Cross-Phase Adversarial Domain Adaptation for Deep Disease-free Survival Prediction with Gastric Cancer CT Images.

Abstract

Predicting gastric cancer disease-free survival (DFS) and identifying patients probably with high risk are imperative for more appropriate clinical treatment plans. Compared with CT-based radiomics researches adopting linear Cox proportional hazards models, deep neural networks can perform nonlinear transformations and investigate complex associations of image features with prognosis. Exploring shared information between post-contrast CT (with better visual enhancement) and pre-contrast CT (with few side effects and contraindications) is another challenge. In this work, a cross-phase adversarial domain adaptation (CPADA) framework is proposed to adapt a deep DFS prediction network (DDFS-Net) from arterial phase to pre-contrast phase. The DDFS-Net is designed for feature learning and trained by optimizing the average negative log function of Cox partial likelihood. The CPADA maps the feature space of pre-contrast phase (target) to arterial phase (source) in an adversarial manner by measuring Wasserstein distance.

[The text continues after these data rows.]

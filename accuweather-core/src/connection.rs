use std::{fmt, net::IpAddr, sync::Arc, time::Duration};

use chrono::Month;
use serde_json::Value;
use tracing::{debug, instrument, warn};

use crate::{
    endpoint::{ApiVariant, EndpointParams, Operation},
    error::{AccuweatherError, Result},
    model::{self, AirQuality, CurrentObs, Forecast, Location, LocationSet},
    request::{
        AirQualityPeriod, AlertHorizon, ClimoKind, ClimoPeriod, ForecastHorizon, LocationTarget,
        ObservationHorizon,
    },
    transport::{ReqwestTransport, Transport, TransportResponse, truncate_body},
};

pub const API_KEY_LENGTH: usize = 32;
pub const DEFAULT_LANGUAGE: &str = "en";
pub const DEFAULT_TIMEOUT: Duration = Duration::from_secs(10);

/// Everything a [`Connection`] needs, assembled by the caller.
#[derive(Clone)]
pub struct ConnectionConfig {
    pub api_key: Option<String>,
    pub variant: ApiVariant,
    pub version: u32,
    pub language: String,
    pub timeout: Duration,
}

impl Default for ConnectionConfig {
    fn default() -> Self {
        Self {
            api_key: None,
            variant: ApiVariant::default(),
            version: 1,
            language: DEFAULT_LANGUAGE.to_string(),
            timeout: DEFAULT_TIMEOUT,
        }
    }
}

impl ConnectionConfig {
    pub fn new(api_key: impl Into<String>) -> Self {
        Self {
            api_key: Some(api_key.into()),
            ..Self::default()
        }
    }
}

impl fmt::Debug for ConnectionConfig {
    fn fmt(&self, f: &mut fmt::Formatter<'_>) -> fmt::Result {
        f.debug_struct("ConnectionConfig")
            .field("api_key", &self.api_key.as_ref().map(|_| "<redacted>"))
            .field("variant", &self.variant)
            .field("version", &self.version)
            .field("language", &self.language)
            .field("timeout", &self.timeout)
            .finish()
    }
}

/// Client for the AccuWeather REST API.
///
/// Every operation validates its arguments, resolves the endpoint, performs one
/// GET through the [`Transport`] and maps the JSON answer into domain objects.
/// There is no session state and no retrying.
pub struct Connection {
    api_key: Option<String>,
    variant: ApiVariant,
    version: u32,
    language: String,
    transport: Arc<dyn Transport>,
}

impl Connection {
    /// Connect using the default reqwest transport.
    pub fn new(config: ConnectionConfig) -> Result<Self> {
        let transport = ReqwestTransport::new(config.timeout)?;
        Self::with_transport(config, Arc::new(transport))
    }

    pub fn with_transport(config: ConnectionConfig, transport: Arc<dyn Transport>) -> Result<Self> {
        let api_key = config.api_key.ok_or(AccuweatherError::NoApiKeyProvided)?;
        let length = api_key.chars().count();
        if length != API_KEY_LENGTH {
            return Err(AccuweatherError::MalformedApiKey { length });
        }
        validate_language(&config.language)?;

        Ok(Self {
            api_key: Some(api_key),
            variant: config.variant,
            version: config.version,
            language: config.language,
            transport,
        })
    }

    /// Forget the API key. Every later request fails with
    /// [`AccuweatherError::NoApiKeyProvided`].
    pub fn wipe_api_key(&mut self) {
        self.api_key = None;
    }

    pub fn has_api_key(&self) -> bool {
        self.api_key.is_some()
    }

    pub fn set_language(&mut self, language: &str) -> Result<()> {
        validate_language(language)?;
        self.language = language.to_string();
        Ok(())
    }

    pub fn language(&self) -> &str {
        &self.language
    }

    pub fn base_url(&self) -> String {
        self.variant.base_url()
    }

    // Location resolvers

    #[instrument(skip(self), level = "debug")]
    pub async fn loc_geoposition(&self, lat: f64, lon: f64) -> Result<Location> {
        if !(lat.abs() <= 90.0 && lon.abs() <= 180.0) {
            return Err(AccuweatherError::Range { lat, lon });
        }

        let q = format!("{lat:.4},{lon:.4}");
        let (params, query) = (self.params(), vec![("q", q.clone())]);
        let payload = self.fetch(Operation::LocGeoposition, params, query).await?;
        model::map_location(&q, &payload)
    }

    /// Free-text search, optionally limited to one country.
    #[instrument(skip(self), level = "debug")]
    pub async fn loc_string(
        &self,
        search: &str,
        country_code: Option<&str>,
    ) -> Result<LocationSet> {
        let (operation, params) = match country_code {
            Some(code) => {
                validate_country_code(code)?;
                (Operation::LocSearchCountry, self.params().country_code(code))
            }
            None => (Operation::LocSearch, self.params()),
        };

        let query = vec![("q", search.to_string())];
        let payload = self.fetch(operation, params, query).await?;
        model::map_location_set(search, country_code, &payload)
    }

    /// Postcode lookup. The provider only supports a handful of countries (US, CA, ...).
    #[instrument(skip(self), level = "debug")]
    pub async fn loc_postcode(&self, country_code: &str, postcode: &str) -> Result<Location> {
        validate_country_code(country_code)?;

        let params = self.params().country_code(country_code);
        let query = vec![("q", postcode.to_string())];
        let payload = self.fetch(Operation::LocPostcode, params, query).await?;
        model::map_location(postcode, &payload)
    }

    #[instrument(skip(self), level = "debug")]
    pub async fn loc_ip(&self, ip: IpAddr) -> Result<Location> {
        let q = ip.to_string();
        let (params, query) = (self.params(), vec![("q", q.clone())]);
        let payload = self.fetch(Operation::LocIpAddress, params, query).await?;
        model::map_location(&q, &payload)
    }

    #[instrument(skip(self), level = "debug")]
    pub async fn loc_lkey(&self, lkey: u64) -> Result<Location> {
        let params = self.params().location_key(lkey);
        let payload = self.fetch(Operation::LocKey, params, Vec::new()).await?;
        model::map_location(&lkey.to_string(), &payload)
    }

    // Current conditions

    #[instrument(skip(self), level = "debug")]
    pub async fn current_conditions(
        &self,
        target: LocationTarget<'_>,
        horizon: ObservationHorizon,
        details: bool,
    ) -> Result<CurrentObs> {
        let params = self.params().location_key(target.key()?);
        let query = vec![("details", flag(details))];

        let payload = self.fetch(horizon.operation(), params, query).await?;
        model::map_current_conditions(&payload)
    }

    // Forecasts

    /// Fetch and map a forecast. The typed mapper reads the detailed payload
    /// (real-feel, wind, ceiling, ...), so a request with `details == false`
    /// usually fails with [`AccuweatherError::MalformedResponse`].
    #[instrument(skip(self), level = "debug")]
    pub async fn forecast(
        &self,
        horizon: ForecastHorizon,
        lkey: u64,
        details: bool,
        metric: bool,
    ) -> Result<Forecast> {
        let params = self.params().location_key(lkey);
        let query = vec![("details", flag(details)), ("metric", flag(metric))];

        let payload = self.fetch(horizon.operation(), params, query).await?;
        model::map_forecast(horizon.token(), &payload)
    }

    // Air quality

    #[instrument(skip(self), level = "debug")]
    pub async fn air_quality(&self, lkey: u64, period: AirQualityPeriod) -> Result<AirQuality> {
        let params = self.params().location_key(lkey);
        let payload = self.fetch(period.operation(), params, Vec::new()).await?;
        model::map_air_quality(&payload)
    }

    // Climatology

    pub async fn climo_actuals(&self, lkey: u64, period: ClimoPeriod) -> Result<Value> {
        self.climo(ClimoKind::Actuals, lkey, period).await
    }

    pub async fn climo_records(&self, lkey: u64, period: ClimoPeriod) -> Result<Value> {
        self.climo(ClimoKind::Records, lkey, period).await
    }

    pub async fn climo_normals(&self, lkey: u64, period: ClimoPeriod) -> Result<Value> {
        self.climo(ClimoKind::Normals, lkey, period).await
    }

    #[instrument(skip(self), level = "debug")]
    pub async fn climo(&self, kind: ClimoKind, lkey: u64, period: ClimoPeriod) -> Result<Value> {
        let params = self.params().location_key(lkey);
        let (params, query) = match period {
            ClimoPeriod::Date(date) => (params.date(date), Vec::new()),
            ClimoPeriod::Range { start, end } => {
                if start > end {
                    return Err(AccuweatherError::InvalidDateRange {
                        start: start.to_string(),
                        end: end.to_string(),
                    });
                }
                let query = vec![
                    ("start", start.format("%Y-%m-%d").to_string()),
                    ("end", end.format("%Y-%m-%d").to_string()),
                ];
                (params, query)
            }
        };

        self.fetch(kind.operation(&period), params, query).await
    }

    #[instrument(skip(self), level = "debug")]
    pub async fn climo_month_summary(&self, lkey: u64, year: i32, month: Month) -> Result<Value> {
        let params = self
            .params()
            .location_key(lkey)
            .year_month(year, month.number_from_month());
        self.fetch(Operation::ClimoMonthSummary, params, Vec::new()).await
    }

    // Alerts

    #[instrument(skip(self), level = "debug")]
    pub async fn alerts(&self, lkey: u64, horizon: AlertHorizon) -> Result<Value> {
        let params = self.params().location_key(lkey);
        self.fetch(horizon.operation(), params, Vec::new()).await
    }

    fn params(&self) -> EndpointParams {
        EndpointParams::new(self.variant, self.version)
    }

    /// RESOLVE -> TRANSPORT -> DECODE. Callers validate their own arguments first.
    async fn fetch(
        &self,
        operation: Operation,
        params: EndpointParams,
        extra: Vec<(&'static str, String)>,
    ) -> Result<Value> {
        let api_key = self
            .api_key
            .as_deref()
            .ok_or(AccuweatherError::NoApiKeyProvided)?;
        let url = operation.url(&params)?;

        let mut query = vec![
            ("apikey", api_key.to_string()),
            ("language", self.language.clone()),
        ];
        query.extend(extra);

        debug!(%operation, %url, "requesting");
        let response = self.transport.get(&url, &query).await?;
        decode_response(operation, response)
    }
}

impl fmt::Debug for Connection {
    fn fmt(&self, f: &mut fmt::Formatter<'_>) -> fmt::Result {
        f.debug_struct("Connection")
            .field("api_key", &self.api_key.as_ref().map(|_| "<redacted>"))
            .field("variant", &self.variant)
            .field("version", &self.version)
            .field("language", &self.language)
            .field("transport", &self.transport)
            .finish()
    }
}

impl fmt::Display for Connection {
    fn fmt(&self, f: &mut fmt::Formatter<'_>) -> fmt::Result {
        write!(f, "AccuWeather connector to {}", self.base_url())
    }
}

fn decode_response(operation: Operation, response: TransportResponse) -> Result<Value> {
    match response.status {
        403 => {
            warn!(%operation, "request was not authorised");
            Err(AccuweatherError::Unauthorised)
        }
        status if !response.is_success() => {
            warn!(%operation, status, body = %truncate_body(&response.body), "request failed");
            Err(AccuweatherError::Api { status })
        }
        _ => Ok(serde_json::from_str(&response.body)?),
    }
}

fn validate_country_code(code: &str) -> Result<()> {
    if code.chars().count() != 2 {
        return Err(AccuweatherError::InvalidCountryCode(code.to_string()));
    }
    Ok(())
}

fn validate_language(language: &str) -> Result<()> {
    if language.chars().count() != 2 {
        return Err(AccuweatherError::InvalidLanguage(language.to_string()));
    }
    Ok(())
}

fn flag(value: bool) -> String {
    if value { "true" } else { "false" }.to_string()
}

The proposed methods are evaluated on a dataset of 249 gastric cancer patients by concordance index, receiver operating characteristic curves, and Kaplan-Meier survival curves. The results demonstrate that our DDFS-Net outperforms linear survival analysis methods, and the CPADA works better than supervised learning and direct transfer schemes.Clinical Relevance-This work enables preoperative DFS prediction and risk stratification in gastric cancer. It is feasible and effective to infer a patient's risk of failure given a pre-contrast CT image by DDFS-Net adapted by CPADA.